Problem description: Only the lines that hold the word "color" are wanted from this listing.

Records for processing:
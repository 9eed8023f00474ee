// This Source Code Form is subject to the terms of the Mozilla Public
// License, v. 2.0. If a copy of the MPL was not distributed with this
// file, You can obtain one at http://mozilla.org/MPL/2.0/.

//! RGB rasters
//!
//! A raster is three grids, one per color channel, that always share
//! the raster's dimensions.  Rasters read and write the plain-text
//! ("P3") flavor of the portable pixmap format, and can be rotated a
//! quarter turn in either direction, which is how the carver reuses
//! its column-removal pass to remove rows.

use crate::error::{CarveError, Result};
use crate::grid::Grid;
use itertools::iproduct;
use std::io::{self, Read, Write};

/// The format tag for three-channel, plain-text pixmaps.
pub const PPM_MAGIC: &str = "P3";

/// The only maximum channel value we read or write.
pub const MAX_CHANNEL_VALUE: i32 = 255;

/// A single color.  Channels are expected to be in `0..=255`, but the
/// engine does no clamping of its own.
#[derive(Debug, Default, Clone, Copy, PartialEq, Eq)]
pub struct Pixel {
    pub r: i32,
    pub g: i32,
    pub b: i32,
}

impl Pixel {
    pub const fn new(r: i32, g: i32, b: i32) -> Self {
        Pixel { r, g, b }
    }
}

#[derive(Debug, Clone, PartialEq)]
pub struct Raster {
    width: usize,
    height: usize,
    red: Grid<i32>,
    green: Grid<i32>,
    blue: Grid<i32>,
}

fn parse_dimension(token: Option<&str>, name: &str) -> Result<usize> {
    let token = token.ok_or_else(|| CarveError::Header(format!("missing {}", name)))?;
    match token.parse::<usize>() {
        Ok(value) if value > 0 => Ok(value),
        _ => Err(CarveError::Header(format!("invalid {} '{}'", name, token))),
    }
}

fn parse_channel(token: &str) -> Result<i32> {
    token
        .parse()
        .map_err(|_| CarveError::PixelData(format!("'{}' is not a channel value", token)))
}

impl Raster {
    /// A black raster of the given size.
    pub fn new(width: usize, height: usize) -> Self {
        Raster {
            width,
            height,
            red: Grid::new(width, height),
            green: Grid::new(width, height),
            blue: Grid::new(width, height),
        }
    }

    /// Read a P3 pixmap.  Any whitespace may separate the tokens, but
    /// comments are not supported.
    pub fn from_reader<R: Read>(mut reader: R) -> Result<Self> {
        let mut bytes = Vec::new();
        reader.read_to_end(&mut bytes)?;
        let text = std::str::from_utf8(&bytes)
            .map_err(|err| CarveError::Header(format!("not a plain-text pixmap: {}", err)))?;
        let mut tokens = text.split_whitespace();

        let tag = tokens
            .next()
            .ok_or_else(|| CarveError::Header("empty input".to_string()))?;
        if tag != PPM_MAGIC {
            return Err(CarveError::FormatTag(tag.to_string(), PPM_MAGIC));
        }
        let width = parse_dimension(tokens.next(), "width")?;
        let height = parse_dimension(tokens.next(), "height")?;
        let maxval = tokens
            .next()
            .ok_or_else(|| CarveError::Header("missing maximum channel value".to_string()))?;
        if maxval.parse::<i32>().ok() != Some(MAX_CHANNEL_VALUE) {
            return Err(CarveError::MaxValue(maxval.to_string(), MAX_CHANNEL_VALUE));
        }

        // The header is only trusted once the data it promises is
        // actually present.
        let expected = width
            .checked_mul(height)
            .and_then(|n| n.checked_mul(3))
            .ok_or_else(|| {
                CarveError::Header(format!("dimensions {}x{} are too large", width, height))
            })?;
        let values: Vec<&str> = tokens.take(expected).collect();
        if values.len() < expected {
            return Err(CarveError::PixelData(format!(
                "pixel data ended after {} of {} values",
                values.len(),
                expected
            )));
        }

        let mut raster = Raster::new(width, height);
        for ((row, col), rgb) in iproduct!(0..height, 0..width).zip(values.chunks(3)) {
            let pixel = Pixel::new(
                parse_channel(rgb[0])?,
                parse_channel(rgb[1])?,
                parse_channel(rgb[2])?,
            );
            raster.set_pixel(row, col, pixel);
        }
        Ok(raster)
    }

    pub fn width(&self) -> usize {
        self.width
    }

    pub fn height(&self) -> usize {
        self.height
    }

    pub fn dimensions(&self) -> (usize, usize) {
        (self.width, self.height)
    }

    pub fn pixel(&self, row: usize, col: usize) -> Pixel {
        Pixel::new(
            self.red[(row, col)],
            self.green[(row, col)],
            self.blue[(row, col)],
        )
    }

    pub fn set_pixel(&mut self, row: usize, col: usize, pixel: Pixel) {
        self.red[(row, col)] = pixel.r;
        self.green[(row, col)] = pixel.g;
        self.blue[(row, col)] = pixel.b;
    }

    pub fn fill(&mut self, pixel: Pixel) {
        self.red.fill(pixel.r);
        self.green.fill(pixel.g);
        self.blue.fill(pixel.b);
    }

    /// Write the raster as a P3 pixmap: a three line header, then one
    /// line per row in which every channel value is followed by a
    /// space.
    pub fn print<W: Write>(&self, out: &mut W) -> io::Result<()> {
        writeln!(out, "{}", PPM_MAGIC)?;
        writeln!(out, "{} {}", self.width, self.height)?;
        writeln!(out, "{}", MAX_CHANNEL_VALUE)?;
        for row in 0..self.height {
            for col in 0..self.width {
                let p = self.pixel(row, col);
                write!(out, "{} {} {} ", p.r, p.g, p.b)?;
            }
            writeln!(out)?;
        }
        Ok(())
    }

    /// Rotate the raster 90° counter-clockwise.  The rightmost column
    /// becomes the top row.
    pub fn rotate_left(&mut self) {
        let (width, height) = self.dimensions();
        let mut aux = Raster::new(height, width);
        for (row, col) in iproduct!(0..height, 0..width) {
            aux.set_pixel(width - 1 - col, row, self.pixel(row, col));
        }
        *self = aux;
    }

    /// Rotate the raster 90° clockwise.  The bottom row becomes the
    /// leftmost column.
    pub fn rotate_right(&mut self) {
        let (width, height) = self.dimensions();
        let mut aux = Raster::new(height, width);
        for (row, col) in iproduct!(0..height, 0..width) {
            aux.set_pixel(col, height - 1 - row, self.pixel(row, col));
        }
        *self = aux;
    }
}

Result of the exercise:
//! A raster is three grids, one per color channel, that always share
/// A single color.  Channels are expected to be in `0..=255`, but the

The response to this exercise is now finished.